# Hi there, lookin to get out, get advice, and etc. New to squatting.



## Alan Death (Mar 29, 2010)

Hi there. I'm in CT, trapped in my parents' house. I care about them as human beings, so I bother to respect their wishes in terms of the whole being-home-by-whenever shit. Punk shows are few and far between, and raves are never. I tried to find a job... but seriously, you might as well be talking to lobotomized retards these days. Thus, squatting and the like comes to mind. I'm quite new to this concept, and, to be honest, am a tad scared. I mean, there's fucked up people out there and shit... or, is that merely the mindset that our society wants us to live under, a mindset of fear? The billions of individuals on this board seem to be getting along just fine. Anyone here familiar with the rave culture? And if so, would you say that it's harder to spin for a crowd as a squatter, or, to be politically incorrect, homeless individual? I'm just sick and tired of the bullshit in my life, continually living by the expectations of a society derived from shit. I'm in school at the moment. High school is obviously bullshit, but even college doesn't seem to give a fuck about your education. You're just put into classes with boring-ass individuals, and they expect you to do well. Making gold out of shit. This is obviously a long-ass fuckin read, but it's all my emotions poured out into this fuckin thing.
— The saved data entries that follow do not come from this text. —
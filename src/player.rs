use alloc::vec::Vec;
use rand::Rng;

use crate::{
    board::Board,
    common::{AttackOutcome, BoardError, Coord},
    ship::ShipType,
};

/// Interface implemented by different player types.
pub trait Player {
    /// Display name.
    fn name(&self) -> &str;

    fn board(&self) -> &Board;

    fn board_mut(&mut self) -> &mut Board;

    /// Deploy the player's fleet onto its board. Expected to be called on
    /// an empty board.
    fn place_ships(&mut self) -> Deployment;

    /// Number of ships a complete fleet has.
    fn fleet_len(&self) -> usize;

    /// Choose the next cell to attack, or `None` when the player does not
    /// pick targets itself or has nothing left to try.
    fn make_attack(&mut self) -> Option<Coord>;

    /// Inform the player of the resolution of its last attack.
    fn record_attack_result(&mut self, _coord: Coord, _outcome: AttackOutcome, _ship_destroyed: bool) {}

    /// A player has lost once every ship on its board is destroyed.
    fn has_lost(&self) -> bool {
        self.board().all_ships_destroyed()
    }
}

/// What a fleet deployment achieved.
#[derive(Debug, Clone, PartialEq, Eq, Default)]
pub struct Deployment {
    pub placed: usize,
    /// Ships left off the board, with the last error seen for each.
    pub unplaced: Vec<(ShipType, BoardError)>,
}

impl Deployment {
    pub fn is_complete(&self) -> bool {
        self.unplaced.is_empty()
    }
}

/// Place each ship of `fleet` at a random valid position, giving up on a
/// ship after `attempts` failed tries.
pub fn deploy_randomly<R: Rng + ?Sized>(
    board: &mut Board,
    fleet: &[ShipType],
    rng: &mut R,
    attempts: usize,
) -> Deployment {
    let mut deployment = Deployment::default();
    for &def in fleet {
        match board.place_randomly(def, rng, attempts) {
            Ok(_) => deployment.placed += 1,
            Err(e) => deployment.unplaced.push((def, e)),
        }
    }
    deployment
}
Guess it just comes down to growing a pair and leaving, but it'd obviously be nice to do this shit safely and whatnot.

[Gets to looking at the forums.]


----------



## wildboy860 (Mar 29, 2010)

hey man, welcome to the forums! I'm from CT as well and I'll prolly be in the state till the end of next month. And I think most of your problems could be solved by your last statement. Make sure to read the forums and use the search box before posting. And of course good luck in whatever you decide to do!


----------



## Healthy Distrust (Apr 11, 2010)

I'm somewhat familiar with the "rave" culture, more just crazy hippies and psytrance parties in the woods and dubstep and the like. I'm not a raver though so I'm not really the best person to ask, but it would seem like a hassle to lug dj gear and laptop or cd's or vinyl around. Maybe if you had a car and drove from place to place you could do it. Spaz.org is a site to check out. They are travelling around in a veggie bus throwing freetekno parties in the US. They put on Mutant Fest in Oregon.


----------